[[ Listed entries open ]]

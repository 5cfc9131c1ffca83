//! iTIP message assembly: building the `VCALENDAR` envelope, exporting a
//! component for a specific recipient, and the bookkeeping (`SEQUENCE`
//! bump, timezone copying) every outbound message needs (spec C3).

use calcard::{
    common::PartialDateTime,
    icalendar::{
        ICalendar, ICalendarComponent, ICalendarComponentType, ICalendarEntry, ICalendarMethod,
        ICalendarParameter, ICalendarParameterName, ICalendarParameterValue,
        ICalendarParticipationStatus, ICalendarProperty, ICalendarValue,
    },
};

/// The `VCALENDAR` header component every iTIP message starts with:
/// `VERSION`, `PRODID` and `METHOD`.
pub(crate) fn itip_build_envelope(method: ICalendarMethod, prod_id: &str) -> ICalendarComponent {
    ICalendarComponent {
        component_type: ICalendarComponentType::VCalendar,
        entries: vec![
            ICalendarEntry {
                name: ICalendarProperty::Version,
                params: vec![],
                values: vec![ICalendarValue::Text("2.0".to_string())],
            },
            ICalendarEntry {
                name: ICalendarProperty::Prodid,
                params: vec![],
                values: vec![ICalendarValue::Text(prod_id.to_string())],
            },
            ICalendarEntry {
                name: ICalendarProperty::Method,
                params: vec![],
                values: vec![ICalendarValue::Method(method)],
            },
        ],
        component_ids: Default::default(),
    }
}

pub(crate) enum ItipExportAs<'x> {
    /// Organizer sending to every attendee: reset every `ATTENDEE`'s
    /// `PARTSTAT` to `partstat` (normally `NEEDS-ACTION`).
    Organizer(&'x ICalendarParticipationStatus),
    /// Attendee replying, or organizer sending a partial update to a
    /// specific set of attendee entries: keep only the named `ATTENDEE`
    /// entry ids plus `ORGANIZER`.
    Attendee(Vec<u16>),
}

/// Produces the copy of `component` that goes out on the wire: fresh
/// `DTSTAMP`/`SEQUENCE`/`UID`, scheduling parameters stripped
/// (`SCHEDULE-STATUS`/`SCHEDULE-AGENT`/`SCHEDULE-FORCE-SEND` never leave
/// this node), and only the properties the recipient is allowed to see.
pub(crate) fn itip_export_component(
    component: &ICalendarComponent,
    uid: &str,
    dt_stamp: &PartialDateTime,
    sequence: i64,
    export_as: ItipExportAs<'_>,
) -> ICalendarComponent {
    let is_todo = component.component_type == ICalendarComponentType::VTodo;
    let mut comp = ICalendarComponent {
        component_type: component.component_type.clone(),
        entries: Vec::with_capacity(component.entries.len() + 1),
        component_ids: Default::default(),
    };

    comp.add_dtstamp(dt_stamp.clone());
    comp.add_sequence(sequence);
    comp.add_uid(uid);

    for (entry_id, entry) in component.entries.iter().enumerate() {
        match (&entry.name, &export_as) {
            (
                ICalendarProperty::Organizer | ICalendarProperty::Attendee,
                ItipExportAs::Organizer(partstat),
            ) => {
                let mut new_entry = ICalendarEntry {
                    name: entry.name.clone(),
                    params: Vec::with_capacity(entry.params.len()),
                    values: entry.values.clone(),
                };
                let mut has_partstat = false;
                let mut rsvp = true;

                for param in &entry.params {
                    match &param.name {
                        ICalendarParameterName::ScheduleStatus
                        | ICalendarParameterName::ScheduleAgent
                        | ICalendarParameterName::ScheduleForceSend => {}
                        _ => {
                            match &param.name {
                                ICalendarParameterName::Rsvp => {
                                    rsvp = !matches!(param.value, ICalendarParameterValue::Bool(false));
                                }
                                ICalendarParameterName::Partstat => {
                                    has_partstat = true;
                                }
                                _ => {}
                            }
                            new_entry.params.push(param.clone());
                        }
                    }
                }

                if !has_partstat && rsvp && entry.name == ICalendarProperty::Attendee {
                    new_entry
                        .params
                        .push(ICalendarParameter::partstat((*partstat).clone()));
                }

                comp.entries.push(new_entry);
            }
            (
                ICalendarProperty::Organizer | ICalendarProperty::Attendee,
                ItipExportAs::Attendee(attendee_entry_ids),
            ) => {
                if attendee_entry_ids.contains(&(entry_id as u16))
                    || entry.name == ICalendarProperty::Organizer
                {
                    comp.entries.push(ICalendarEntry {
                        name: entry.name.clone(),
                        params: entry
                            .params
                            .iter()
                            .filter(|param| {
                                !matches!(
                                    &param.name,
                                    ICalendarParameterName::ScheduleStatus
                                        | ICalendarParameterName::ScheduleAgent
                                        | ICalendarParameterName::ScheduleForceSend
                                )
                            })
                            .cloned()
                            .collect(),
                        values: entry.values.clone(),
                    });
                }
            }
            (
                ICalendarProperty::RequestStatus
                | ICalendarProperty::Dtstamp
                | ICalendarProperty::Sequence
                | ICalendarProperty::Uid,
                _,
            ) => {}
            (_, ItipExportAs::Organizer(_))
            | (
                ICalendarProperty::RecurrenceId
                | ICalendarProperty::Dtstart
                | ICalendarProperty::Dtend
                | ICalendarProperty::Duration
                | ICalendarProperty::Due
                | ICalendarProperty::Description
                | ICalendarProperty::Summary,
                _,
            ) => {
                comp.entries.push(entry.clone());
            }
            (
                ICalendarProperty::Status
                | ICalendarProperty::PercentComplete
                | ICalendarProperty::Completed,
                _,
            ) if is_todo => {
                comp.entries.push(entry.clone());
            }
            _ => {}
        }
    }

    if matches!(export_as, ItipExportAs::Attendee(_)) {
        comp.entries.push(ICalendarEntry {
            name: ICalendarProperty::RequestStatus,
            params: vec![],
            values: vec![
                ICalendarValue::Text("2.0".to_string()),
                ICalendarValue::Text("Success".to_string()),
            ],
        });
    }

    comp
}

/// Bumps `SEQUENCE` on every scheduling object in `scheduling_object_ids`
/// and strips `SCHEDULE-FORCE-SEND` now that it has served its purpose,
/// applied to the *stored* event once its outbound messages have been
/// built (spec C4 step "persist").
pub(crate) fn itip_finalize(ical: &mut ICalendar, scheduling_object_ids: &[u16]) {
    for comp in ical.components.iter_mut() {
        if comp.component_type.is_scheduling_object() {
            for entry in comp.entries.iter_mut() {
                if matches!(
                    entry.name,
                    ICalendarProperty::Organizer | ICalendarProperty::Attendee
                ) {
                    entry
                        .params
                        .retain(|param| !matches!(param.name, ICalendarParameterName::ScheduleForceSend));
                }
            }
        }
    }

    for comp_id in scheduling_object_ids {
        let comp = &mut ical.components[*comp_id as usize];
        let mut found_sequence = false;
        for entry in &mut comp.entries {
            if entry.name == ICalendarProperty::Sequence {
                if let Some(ICalendarValue::Integer(seq)) = entry.values.first_mut() {
                    *seq += 1;
                } else {
                    entry.values = vec![ICalendarValue::Integer(1)];
                }
                found_sequence = true;
                break;
            }
        }
        if !found_sequence {
            comp.add_sequence(1);
        }
    }
}

/// Copies `VTIMEZONE` components referenced by `message` from `ical`, if
/// `message` doesn't already carry its own (spec C3's timezone-inlining
/// rule: a message is self-contained).
pub(crate) fn itip_add_tz(message: &mut ICalendar, ical: &ICalendar) {
    let mut has_timezones = false;

    if message
        .components
        .iter()
        .any(|c| {
            has_timezones = has_timezones || c.component_type == ICalendarComponentType::VTimezone;
            !has_timezones
                && c.entries.iter().any(|e| {
                    e.params
                        .iter()
                        .any(|p| matches!(p.name, ICalendarParameterName::Tzid))
                })
        })
        && !has_timezones
    {
        message.copy_timezones(ical);
    }
}

/// Properties an attendee's `REPLY` is allowed to change on a component it
/// doesn't own (spec C5 `CannotModifyProperty`): everything else must come
/// from the organizer.
#[inline]
pub(crate) fn can_attendee_modify_property(
    component_type: &ICalendarComponentType,
    property: &ICalendarProperty,
) -> bool {
    match component_type {
        ICalendarComponentType::VEvent | ICalendarComponentType::VJournal => matches!(
            property,
            ICalendarProperty::Exdate
                | ICalendarProperty::Summary
                | ICalendarProperty::Description
                | ICalendarProperty::Comment
        ),
        ICalendarComponentType::VTodo => matches!(
            property,
            ICalendarProperty::Exdate
                | ICalendarProperty::Summary
                | ICalendarProperty::Description
                | ICalendarProperty::Status
                | ICalendarProperty::PercentComplete
                | ICalendarProperty::Completed
                | ICalendarProperty::Comment
        ),
        _ => false,
    }
}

[[ Listed entries closed ]]

Only lines holding the string "doesn" are wanted; gather each one from the entries above.

/// `message` doesn't already carry its own (spec C3's timezone-inlining
/// doesn't own (spec C5 `CannotModifyProperty`): everything else must come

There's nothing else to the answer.